A simple function to represent DNA bases as elements from the Abelian group of integers modulo 4 (Z4), 5 (Z5), or 2 (Z2).
Usage
base2int(base, ...)
# S4 method for character
base2int(
base,
group = c("Z4", "Z5", "Z64", "Z125", "Z4^3", "Z5^3", "Z2"),
cube = c("ACGT", "AGCT", "TCGA", "TGCA", "CATG", "GTAC", "CTAG", "GATC", "ACTG",
"ATCG", "GTCA", "GCTA", "CAGT", "TAGC", "TGAC", "CGAT", "AGTC", "ATGC", "CGTA",
"CTGA", "GACT", "GCAT", "TACG", "TCAG"),
phychem = list(A = NULL, T = NULL, C = NULL, G = NULL, N = NULL)
)
# S4 method for data.frame
base2int(
base,
group = c("Z4", "Z5", "Z64", "Z125", "Z4^3", "Z5^3", "Z2"),
cube = c("ACGT", "AGCT", "TCGA", "TGCA", "CATG", "GTAC", "CTAG", "GATC", "ACTG",
"ATCG", "GTCA", "GCTA", "CAGT", "TAGC", "TGAC", "CGAT", "AGTC", "ATGC", "CGTA",
"CTGA", "GACT", "GCAT", "TACG", "TCAG"),
phychem = list(A = NULL, T = NULL, C = NULL, G = NULL, N = NULL)
)
Arguments
- base
A character vector, string , or a dataframe of letters from the DNA/RNA alphabet.
- ...
Not in use.
- group
A character string denoting the group representation for the given base or codon as shown in reference (2-3).
- cube
A character string denoting one of the 24 Genetic-code cubes, as given in references (2-3).
- phychem
Optional.
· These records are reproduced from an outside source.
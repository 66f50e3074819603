use rayon::prelude::*;

use crate::error::SolveError;
use crate::grid::{average, Grid};
use crate::implementations::threaded::WorkerReport;
use crate::partition::RowRange;

// Rows of the destination are handed to rayon as disjoint chunks, so each
// task writes only its own row and no locking is needed.
fn par_sweep(src: &[f64], dst: &mut [f64], width: usize, n: usize) -> f64 {
    dst[width..(n + 1) * width]
        .par_chunks_mut(width)
        .enumerate()
        .map(|(r, dst_row)| {
            // r is 0-based within the interior; the grid row is r + 1
            let row = (r + 1) * width;
            let mut max_diff = 0.0_f64;
            for j in 1..=n {
                let idx = row + j;
                let v = average(src[idx - width], src[idx + width], src[idx - 1], src[idx + 1]);
                dst_row[j] = v;
                max_diff = max_diff.max((v - src[idx]).abs());
            }
            max_diff
        })
        .reduce(|| 0.0, f64::max)
}

/// Data-parallel backend on a private pool of `workers` threads.
/// Stops on the global max change, like the sequential reference.
pub fn relax_rayon(
    grid: &mut Grid,
    workers: usize,
    epsilon: f64,
    max_iters: usize,
) -> Result<WorkerReport, SolveError> {
    let pool = rayon::ThreadPoolBuilder::new()
        .num_threads(workers)
        .thread_name(|i| format!("jacobi-rayon-{i}"))
        .build()?;

    let (width, n) = (grid.width(), grid.n());
    let current = &mut grid.current;
    let scratch = &mut grid.scratch;

    let (iterations, last_diff, converged) = pool.install(|| {
        let mut iterations = 0;
        loop {
            iterations += 1;
            par_sweep(current, scratch, width, n);
            let diff = par_sweep(scratch, current, width, n);
            tracing::trace!(iterations, diff, "rayon iteration done");
            if diff < epsilon {
                break (iterations, diff, true);
            }
            if iterations >= max_iters {
                break (iterations, diff, false);
            }
        }
    });

    Ok(WorkerReport {
        id: 0,
        rows: RowRange { first: 1, last: n + 1 },
        iterations,
        last_diff,
        converged,
    })
}
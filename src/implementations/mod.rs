//! Relaxation engines. `threaded` is the barrier-synchronized worker pool;
//! `single` and `rayon` run the same iteration and are used as references.

pub mod rayon;
pub mod single;
pub mod threaded;
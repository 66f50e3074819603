//! Static row-contiguous partitioning of the interior rows.

use std::ops::Range;

use crate::error::ConfigError;

/// Half-open range of interior rows `[first, last)` owned by one worker.
#[derive(Clone, Copy, Debug, PartialEq, Eq)]
pub struct RowRange {
    pub first: usize,
    pub last: usize,
}

impl RowRange {
    pub fn len(&self) -> usize {
        self.last - self.first
    }

    pub fn is_empty(&self) -> bool {
        self.first >= self.last
    }

    pub fn rows(&self) -> Range<usize> {
        self.first..self.last
    }
}

/// Split rows `1..=n` into `workers` contiguous bands of `n / workers` rows.
/// The last band also takes the `n % workers` leftover rows.
pub fn partition(n: usize, workers: usize) -> Result<Vec<RowRange>, ConfigError> {
    if n == 0 {
        return Err(ConfigError::ZeroSize);
    }
    if workers == 0 {
        return Err(ConfigError::NoWorkers);
    }
    if workers > n {
        return Err(ConfigError::TooManyWorkers { workers, size: n });
    }

    let height = n / workers;
    let ranges: Vec<RowRange> = (0..workers)
        .map(|w| {
            let first = w * height + 1;
            let last = if w + 1 == workers { n + 1 } else { first + height };
            RowRange { first, last }
        })
        .collect();

    for (w, range) in ranges.iter().enumerate() {
        if range.is_empty() {
            tracing::warn!("worker {} owns no rows and will do no useful work", w);
        }
    }
    tracing::debug!(
        "partitioned {} rows over {} workers ({} rows each, {} extra on the last)",
        n,
        workers,
        height,
        n % workers
    );
    Ok(ranges)
}
use std::sync::atomic::{AtomicU64, Ordering};
use std::thread;

use crate::barrier::Barrier;
use crate::config::ConvergencePolicy;
use crate::error::SolveError;
use crate::grid::{average, Grid};
use crate::partition::RowRange;

/*
  One OS thread per row band, all reading and writing the same two buffers.

  Each iteration runs three barrier-separated phases:
    A. stencil current -> scratch over the band
    B. stencil scratch -> current over the band, tracking the max change,
       then publish that max into the worker's own diff slot
    C. decide whether to stop (own slot, or every slot under Global)

  A worker writes only inside [first, last) and reads rows first-1 and last
  of the other buffer, which belong to a neighbour or to the boundary. The
  barrier between phases orders those reads after the neighbour's writes,
  so no per-cell locking is needed.
*/

/// Raw pointer to one of the grid buffers, shareable across the workers.
#[derive(Clone, Copy)]
struct BufferPtr {
    data: *mut f64,
}

// SAFETY: workers write disjoint row bands and only read other bands after a
// barrier has ordered those writes before the read.
unsafe impl Send for BufferPtr {}
unsafe impl Sync for BufferPtr {}

impl BufferPtr {
    // Going through a method makes closures capture the whole wrapper,
    // not the bare `*mut f64` field.
    fn as_ptr(self) -> *mut f64 {
        self.data
    }
}

/// Per-worker max-diff slot, padded to a cache line.
#[repr(align(64))]
struct DiffSlot(AtomicU64);

/// PerWorkerMaxDiff: one slot per worker, written only by its owner.
struct DiffBoard {
    slots: Vec<DiffSlot>,
}

impl DiffBoard {
    fn new(workers: usize) -> Self {
        DiffBoard {
            slots: (0..workers).map(|_| DiffSlot(AtomicU64::new(0))).collect(),
        }
    }

    // Relaxed is enough: the barrier after publishing provides the ordering.
    fn publish(&self, worker: usize, diff: f64) {
        self.slots[worker].0.store(diff.to_bits(), Ordering::Relaxed);
    }

    fn get(&self, worker: usize) -> f64 {
        f64::from_bits(self.slots[worker].0.load(Ordering::Relaxed))
    }

    fn max(&self) -> f64 {
        (0..self.slots.len()).map(|w| self.get(w)).fold(0.0, f64::max)
    }
}

/// Where a worker is in its lifecycle.
#[derive(Debug, Clone, Copy, PartialEq, Eq)]
pub enum WorkerState {
    Initializing,
    Relaxing(Phase),
    Stopped,
}

#[derive(Debug, Clone, Copy, PartialEq, Eq)]
pub enum Phase {
    StencilToScratch,
    StencilToCurrent,
    PublishDiff,
}

/// What a worker hands back to the coordinator when it is joined.
#[derive(Debug, Clone, PartialEq)]
pub struct WorkerReport {
    pub id: usize,
    pub rows: RowRange,
    /// Iterations this worker completed.
    pub iterations: usize,
    /// Max change seen in its last iteration.
    pub last_diff: f64,
    /// False when the worker stopped because of the iteration cap.
    pub converged: bool,
}

/// Run parameters shared by every worker.
#[derive(Debug, Clone, Copy)]
pub struct RelaxParams {
    pub epsilon: f64,
    pub max_iters: usize,
    pub policy: ConvergencePolicy,
}

/// Everything the workers share for the duration of one run.
struct Shared<'a> {
    current: BufferPtr,
    scratch: BufferPtr,
    width: usize,
    n: usize,
    barrier: &'a Barrier,
    diffs: &'a DiffBoard,
    params: RelaxParams,
}

/// Owns one row band of the grid and relaxes it until it stops.
pub struct RelaxationWorker<'a> {
    id: usize,
    rows: RowRange,
    state: WorkerState,
    shared: &'a Shared<'a>,
}

impl<'a> RelaxationWorker<'a> {
    fn new(id: usize, rows: RowRange, shared: &'a Shared<'a>) -> Self {
        RelaxationWorker {
            id,
            rows,
            state: WorkerState::Initializing,
            shared,
        }
    }

    pub fn state(&self) -> WorkerState {
        self.state
    }

    fn run(mut self) -> WorkerReport {
        let shared = self.shared;
        let params = shared.params;
        let mut iterations = 0;
        let mut local_max;
        let converged = loop {
            iterations += 1;

            self.state = WorkerState::Relaxing(Phase::StencilToScratch);
            // SAFETY: writes scratch rows in `self.rows` only; reads current,
            // whose last writes happened before the previous barrier.
            unsafe {
                relax_band(
                    shared.current.as_ptr(),
                    shared.scratch.as_ptr(),
                    shared.width,
                    shared.n,
                    self.rows,
                );
            }
            shared.barrier.arrive_and_wait(self.id);

            self.state = WorkerState::Relaxing(Phase::StencilToCurrent);
            // SAFETY: as above with the buffers swapped; every band's scratch
            // writes were completed before the barrier just passed.
            local_max = unsafe {
                relax_band(
                    shared.scratch.as_ptr(),
                    shared.current.as_ptr(),
                    shared.width,
                    shared.n,
                    self.rows,
                )
            };

            self.state = WorkerState::Relaxing(Phase::PublishDiff);
            shared.diffs.publish(self.id, local_max);
            shared.barrier.arrive_and_wait(self.id);

            let diff = match params.policy {
                ConvergencePolicy::Local => shared.diffs.get(self.id),
                ConvergencePolicy::Global => shared.diffs.max(),
            };
            tracing::trace!(worker = self.id, iterations, diff, "iteration done");

            if diff < params.epsilon {
                break true;
            }
            if iterations >= params.max_iters {
                break false;
            }
            shared.barrier.arrive_and_wait(self.id);
        };

        // Still take part in the final barrier of this iteration, then drop
        // out so workers that keep going never wait on this one.
        shared.barrier.arrive_and_leave(self.id);
        self.state = WorkerState::Stopped;

        tracing::debug!(
            "worker {} stopped after {} iterations (rows {}..{}, diff {:e}, converged {})",
            self.id,
            iterations,
            self.rows.first,
            self.rows.last,
            local_max,
            converged
        );
        WorkerReport {
            id: self.id,
            rows: self.rows,
            iterations,
            last_diff: local_max,
            converged,
        }
    }
}

/// Run the barrier-synchronized engine over `grid` in place.
pub fn relax_threaded(
    grid: &mut Grid,
    ranges: &[RowRange],
    params: RelaxParams,
) -> Result<Vec<WorkerReport>, SolveError> {
    let barrier = Barrier::new(ranges.len());
    let diffs = DiffBoard::new(ranges.len());
    let shared = Shared {
        current: BufferPtr {
            data: grid.current.as_mut_ptr(),
        },
        scratch: BufferPtr {
            data: grid.scratch.as_mut_ptr(),
        },
        width: grid.width(),
        n: grid.n(),
        barrier: &barrier,
        diffs: &diffs,
        params,
    };

    thread::scope(|scope| {
        let handles: Vec<_> = ranges
            .iter()
            .enumerate()
            .map(|(id, &rows)| {
                let worker = RelaxationWorker::new(id, rows, &shared);
                debug_assert_eq!(worker.state(), WorkerState::Initializing);
                scope.spawn(move || worker.run())
            })
            .collect();

        handles
            .into_iter()
            .enumerate()
            .map(|(worker, handle)| {
                handle
                    .join()
                    .map_err(|_| SolveError::WorkerPanicked { worker })
            })
            .collect()
    })
}

/// One stencil pass over rows `rows` from `src` into `dst`.
/// Returns the max of `|dst - src|` over the cells written.
///
/// # Safety
/// Both pointers must address `width * width` cells. No other thread may
/// write `dst` rows in `rows`, nor `src` rows `rows.first - 1 ..= rows.last`,
/// during the call.
#[inline(always)]
unsafe fn relax_band(
    src: *const f64,
    dst: *mut f64,
    width: usize,
    n: usize,
    rows: RowRange,
) -> f64 {
    let mut max_diff = 0.0_f64;
    for i in rows.rows() {
        let row = i * width;
        // SAFETY: 1 <= i <= n and 1 <= j <= n keep every offset in bounds.
        unsafe {
            let up = src.add(row - width);
            let mid = src.add(row);
            let down = src.add(row + width);
            let out = dst.add(row);
            for j in 1..=n {
                let v = average(*up.add(j), *down.add(j), *mid.add(j - 1), *mid.add(j + 1));
                *out.add(j) = v;
                max_diff = max_diff.max((v - *mid.add(j)).abs());
            }
        }
    }
    max_diff
}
Eventually, it could be useful to represent DNA bases by numerical values of measured physicochemical properties. If provided, then this argument must be a named numerical list. For example, the
scale
values of deoxyribonucleic acids proton affinity (available at https://www.wolframalpha.com/ and in cell phone app: Wolfram Alpha):\(list('A' = 0.87, 'C' = 0.88, 'T' = 0.82, 'G' = 0.89, 'N' = NA)\)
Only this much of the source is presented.